Kahramanmaraş'ın Göksun ilçesinde 25 Mart 2009'da düşen helikopterdeki BBP Genel Başkanı Muhsin Yazıcıoğlu, BBP Sivas İl Başkanı Erhan Üstündağ, yardımcısı Yüksel Yancı, BBP Sivas Belediye Meclisi Üyesi Adayı Murat Çetinkaya, İHA muhabiri İsmail Güneş ve pilot Mustafa Kaya İstektepe'nin hayatını kaybetmesiyle ilgili Yargıtay Cumhuriyet Başsavcılığı tarafından 9 üst düzey kamu görevlisi hakkında soruşturma başlatıldı. Yargıtay 5'inci Ceza Dairesi, soruşturma sonucunda hazırlanan iddianameyi inceleyip, kabul etti.

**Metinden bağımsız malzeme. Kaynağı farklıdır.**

//! Inspect command implementation.

use std::fs;

use serde::Serialize;
use vedit_analysis::{Analyzer, AnalyzerConfig, ArrayContext, Provenance};
use vedit_annotate::Annotator;

use crate::cli::{InspectArgs, ProjectArgs};
use crate::config;
use crate::error::{CliError, Result};

/// One element of the report.
#[derive(Debug, Serialize)]
#[serde(rename_all = "camelCase")]
struct ElementReport<'a> {
    line: u32,
    component: &'a str,
    in_iteration: bool,
    #[serde(skip_serializing_if = "Option::is_none")]
    source: Option<Provenance>,
    #[serde(skip_serializing_if = "Option::is_none")]
    array_context: Option<ArrayContext>,
}

/// Execute the inspect command, printing a JSON array to stdout.
pub fn execute(args: InspectArgs, project: &ProjectArgs) -> Result<()> {
    let config = config::load(project)?;
    let path = config::absolute_path(&args.file)?;
    if !path.is_file() {
        return Err(CliError::FileNotFound(path));
    }
    let source = fs::read_to_string(&path)?;

    let mut analyzer = Analyzer::new(AnalyzerConfig::from_project(&config.project));
    analyzer.index_project();
    let model = analyzer.analyze_source(&path, &source)?;
    let mut annotator = Annotator::new(&mut analyzer);

    let reports: Vec<ElementReport<'_>> = model
        .elements
        .iter()
        .filter(|element| args.line.is_none_or(|line| element.line == line))
        .filter_map(|element| {
            let component = element.tag()?;
            let (source, array_context) = annotator.element_source(&model, element);
            Some(ElementReport {
                line: element.line,
                component,
                in_iteration: element.in_iteration,
                source,
                array_context,
            })
        })
        .collect();

    tracing::debug!(path = %path.display(), elements = reports.len(), "Inspected file");
    println!("{}", serde_json::to_string_pretty(&reports)?);
    Ok(())
}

Yargıtay Cumhuriyet Başsavcısı Mehmet Akarca tarafından hazırlanan 23 sayfalık iddianamede, dönemin Kahramanmaraş Valisi Mehmet Niyazi Tanılır, Vali Yardımcısı Servet Güngör, İl Jandarma Komutanı Sezai Akgün, İl Emniyet Müdürü Necdet Çelikbilek, Sivil Savunma Müdürü Hüsametin Bulut, Emniyet Genel Müdürlüğü İstihbarat Şube Müdürü Gürel Aktepe, Emniyet Genel Müdürlüğü'nün Telekomünikasyon İletişim Başkanlığı (TİB) Temsilcisi Hüseyin Keskinkılıç, Jandarma Genel Komutanlığı TİB Temsilcisi Yaşar Kalkan ve Jandarma Genel Komutanlığı Bilgi Sistemleri Teknisyeni Süleyman Akdoğu'nun 'görevi kötüye kullanma' suçundan 3,5 yıla kadar hapsi istendi.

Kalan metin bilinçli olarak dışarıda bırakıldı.